5.57 Although some local authorities said that hey had, in the past, carried out consultation with service users using interview/focus group sessions, examples of this were again limited. Where attempts had been made by some local authorities to arrange such events, they had proven logistically difficult, especially since many of the potential participants were elderly and/or had mobility issues (meaning that they could not attend the meeting without support). There was also some suggestion from one local authority that older people were not willing to express their needs or be seen to complain and this limited the feedback received from such sessions.

5.58 As many councils buy in services from external agencies, responses to this question often elicited examples of the way in which these external organisations were assessed, rather than the local authorities themselves.

5.59 Most respondents said that information regarding monitoring and evaluation was available on request but not routinely published.
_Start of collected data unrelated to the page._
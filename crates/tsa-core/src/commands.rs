//! Display commands sent from the host to the display loop.
//!
//! Commands are queued and applied at the next frame boundary, never
//! in the middle of a render pass.

use serde::{Deserialize, Serialize};

use crate::types::{Rect, TacticalVector};

/// All host-initiated changes to the tactical display.
#[derive(Debug, Clone, Serialize, Deserialize)]
#[serde(tag = "type")]
pub enum DisplayCommand {
    // --- Clock control ---
    /// Resume ticking.
    Start,
    /// Halt ticking; the last snapshot stays renderable.
    Stop,
    /// Change the tick interval (milliseconds).
    SetInterval { ms: u64 },

    // --- Kinematics ---
    /// Set own ship course (degrees) and speed (knots).
    SetOwnShip { course: f64, speed: f64 },
    /// Set target course (degrees) and speed (knots).
    SetTarget { course: f64, speed: f64 },
    /// Place the target by bearing (degrees) and range (nm) from own ship.
    SetTargetPosition { bearing: f64, range: f64 },

    // --- Geometry ---
    /// Replace the world bounds shown in the viewport.
    SetWorldBounds { bounds: Rect },
    /// Viewport resized (pixels).
    Resize { width: f64, height: f64 },
    /// Sonar beam width (degrees) drawn around the bearing line.
    SetBeamWidth { width_deg: f64 },

    // --- Vectors ---
    /// Add an extra tactical vector to every subsequent frame.
    AddVector { vector: TacticalVector },
    /// Remove all extra tactical vectors.
    ClearVectors,
}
5.60 There was limited evidence that information was routinely available in alternative formats, with alternative format information usually only provided on request. Large print documents appeared to be the most widely available adapted versions of information and these were available automatically in a small number of local authorities on an ad hoc basis.

5.61 In summary, most local authority representative consulted were in agreement that monitoring and evaluation was essential and most would like to see current practices improved. Finances, staff resources and logistical barriers were, however, cited by many as being too significant an issue for respondents to anticipate immediate change.

Service Development

5.62 The main information sources used by local authorities to inform development of service provision for sensory impaired people included:

  • information, guidelines and advice from the Scottish Executive, including the Community Care Plan;
  • advice from both local and national voluntary organisations such as the RNIB and RNID; and
  • advice from other statutory organisations; and

5.63 In addition, some local authorities reported employing user consultation to identify areas for development. A handful of Councils said that they had developed their own process of reviewing their services and/or created a "Task Force", a "Strategy Implementation Group", or a "Sensory Impairment Steering Group" to implement review recommendations and guide future development. These groups consisted mainly of statutory and voluntary sector representatives, with some regions including user and carer representatives.
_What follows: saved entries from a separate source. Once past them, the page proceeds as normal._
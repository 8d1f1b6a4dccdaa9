//! Simulation clock: owns kinematic state and publishes snapshots.
//!
//! The clock never mutates a published snapshot. Each tick computes a
//! complete new `SimulationState` and swaps the shared handle, so a
//! renderer holding the previous `Arc` keeps a consistent picture.

use std::sync::Arc;
use std::time::Duration;

use serde::{Deserialize, Serialize};

use tsa_core::constants::*;
use tsa_core::enums::ClockState;
use tsa_core::state::SimulationState;
use tsa_core::types::Point2D;

use crate::kinematics;

/// Configuration for starting a new simulation clock.
#[derive(Debug, Clone, PartialEq, Serialize, Deserialize)]
#[serde(default)]
pub struct ClockConfig {
    /// Tick interval in milliseconds.
    pub interval_ms: u64,
    pub own_ship_course_deg: f64,
    pub own_ship_speed_kn: f64,
    /// Own ship start position (nm).
    pub own_ship_start: Point2D,
    pub target_course_deg: f64,
    pub target_speed_kn: f64,
    /// Target start position (nm).
    pub target_start: Point2D,
    /// Start in the running state.
    pub autostart: bool,
}

impl Default for ClockConfig {
    fn default() -> Self {
        let (tx, ty) = TARGET_INITIAL_POSITION;
        Self {
            interval_ms: DEFAULT_TICK_INTERVAL_MS,
            own_ship_course_deg: OWN_SHIP_INITIAL_COURSE,
            own_ship_speed_kn: OWN_SHIP_INITIAL_SPEED,
            own_ship_start: Point2D::ZERO,
            target_course_deg: TARGET_INITIAL_COURSE,
            target_speed_kn: TARGET_INITIAL_SPEED,
            target_start: Point2D::new(tx, ty),
            autostart: true,
        }
    }
}

/// Pending kinematic changes, folded into the next tick.
#[derive(Debug, Clone, Copy, Default)]
struct PendingOrders {
    own_ship: Option<(f64, f64)>,
    target: Option<(f64, f64)>,
    target_fix: Option<(f64, f64)>,
}

/// Fixed-interval kinematic clock.
///
/// The host's scheduler calls [`SimulationClock::tick`] once per
/// [`SimulationClock::interval`]; the clock itself owns no timer.
pub struct SimulationClock {
    run_state: ClockState,
    interval_ms: u64,
    published: Arc<SimulationState>,
    pending: PendingOrders,
}

impl Default for SimulationClock {
    fn default() -> Self {
        Self::new(ClockConfig::default())
    }
}

impl SimulationClock {
    /// Create a clock with the initial kinematics from `config`.
    pub fn new(config: ClockConfig) -> Self {
        let mut initial = SimulationState {
            own_ship_course_deg: config.own_ship_course_deg,
            own_ship_speed_kn: config.own_ship_speed_kn,
            own_ship_pos: config.own_ship_start,
            target_course_deg: config.target_course_deg,
            target_speed_kn: config.target_speed_kn,
            target_pos: config.target_start,
            ..SimulationState::default()
        };
        initial = kinematics::with_own_ship(&initial, initial.own_ship_course_deg, initial.own_ship_speed_kn);
        initial = kinematics::with_target(&initial, initial.target_course_deg, initial.target_speed_kn);
        kinematics::measure(&mut initial);

        log::info!(
            "clock created: interval {}ms, bearing {:.2}, range {:.3}",
            config.interval_ms,
            initial.bearing_deg,
            initial.range_nm
        );

        Self {
            run_state: if config.autostart {
                ClockState::Running
            } else {
                ClockState::Stopped
            },
            interval_ms: clamp_interval(config.interval_ms),
            published: Arc::new(initial),
            pending: PendingOrders::default(),
        }
    }

    /// Advance one interval and publish the new snapshot.
    ///
    /// While stopped this returns the last snapshot unchanged.
    pub fn tick(&mut self) -> Arc<SimulationState> {
        if self.run_state == ClockState::Stopped {
            return self.snapshot();
        }

        let mut base = (*self.published).clone();
        if let Some((course, speed)) = self.pending.own_ship.take() {
            base = kinematics::with_own_ship(&base, course, speed);
        }
        if let Some((course, speed)) = self.pending.target.take() {
            base = kinematics::with_target(&base, course, speed);
        }
        if let Some((bearing, range)) = self.pending.target_fix.take() {
            base = kinematics::with_target_fix(&base, bearing, range);
        }

        let next = kinematics::advance(&base, self.interval_ms);
        log::info!(
            "time {:.1}s bearing {:.2} range {:.3} rate {:.4}",
            next.time_sec,
            next.bearing_deg,
            next.range_nm,
            next.bearing_rate_deg_per_sec
        );

        self.published = Arc::new(next);
        self.snapshot()
    }

    /// The most recently published snapshot.
    pub fn snapshot(&self) -> Arc<SimulationState> {
        Arc::clone(&self.published)
    }

    pub fn start(&mut self) {
        if self.run_state != ClockState::Running {
            log::debug!("clock started");
        }
        self.run_state = ClockState::Running;
    }

    /// Stop ticking. The last snapshot stays valid indefinitely.
    pub fn stop(&mut self) {
        if self.run_state != ClockState::Stopped {
            log::debug!("clock stopped at {:.1}s", self.published.time_sec);
        }
        self.run_state = ClockState::Stopped;
    }

    pub fn run_state(&self) -> ClockState {
        self.run_state
    }

    pub fn is_running(&self) -> bool {
        self.run_state == ClockState::Running
    }

    pub fn interval(&self) -> Duration {
        Duration::from_millis(self.interval_ms)
    }

    pub fn interval_ms(&self) -> u64 {
        self.interval_ms
    }

    /// Change the tick interval. Subsequent ticks advance time by the new interval.
    pub fn set_interval_ms(&mut self, interval_ms: u64) {
        self.interval_ms = clamp_interval(interval_ms);
        log::debug!("clock interval set to {}ms", self.interval_ms);
    }

    /// Order a new own-ship course (degrees) and speed (knots) from the next tick.
    pub fn set_own_ship(&mut self, course_deg: f64, speed_kn: f64) {
        self.pending.own_ship = Some((course_deg, speed_kn));
    }

    /// Reposition the target by bearing (degrees) and range (nm) from own
    /// ship before the next tick's motion.
    pub fn set_target_position(&mut self, bearing_deg: f64, range_nm: f64) {
        self.pending.target_fix = Some((bearing_deg, range_nm));
    }

    /// Order a new target course (degrees) and speed (knots) from the next tick.
    pub fn set_target(&mut self, course_deg: f64, speed_kn: f64) {
        self.pending.target = Some((course_deg, speed_kn));
    }
}

fn clamp_interval(interval_ms: u64) -> u64 {
    if interval_ms < MIN_TICK_INTERVAL_MS {
        log::warn!("tick interval {interval_ms}ms clamped to {MIN_TICK_INTERVAL_MS}ms");
        MIN_TICK_INTERVAL_MS
    } else {
        interval_ms
    }
}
5.64 Again, no data was collected from NHS representatives in regards to service planning.

Summary

5.65 There appears to be wide geographical variation in service availability with those living in rural areas perhaps being least likely to be able to access the support that they need.

5.66 Regional variation in service provision is also reflected in the statutory services that are provided by local authorities across the country - some have no dedicated sensory impairment services or teams, others use a combination of in-house and externally purchased expertise/trained communicators whilst some provide dedicated Sensory Impairment Teams and resources.

5.67 Although it proved difficult to make contact with NHS representatives, it seems clear that there is lack of dedicated mental health support available for sensory impaired adults experiencing mental ill-health. More consultation is needed with NHS service providers and planners in order to achieve a more comprehensive overview of current statutory mental health service provision and gaps.

5.68 Monitoring and evaluation of services appears to be somewhat ad hoc although all those consulted recognised the importance of such undertakings.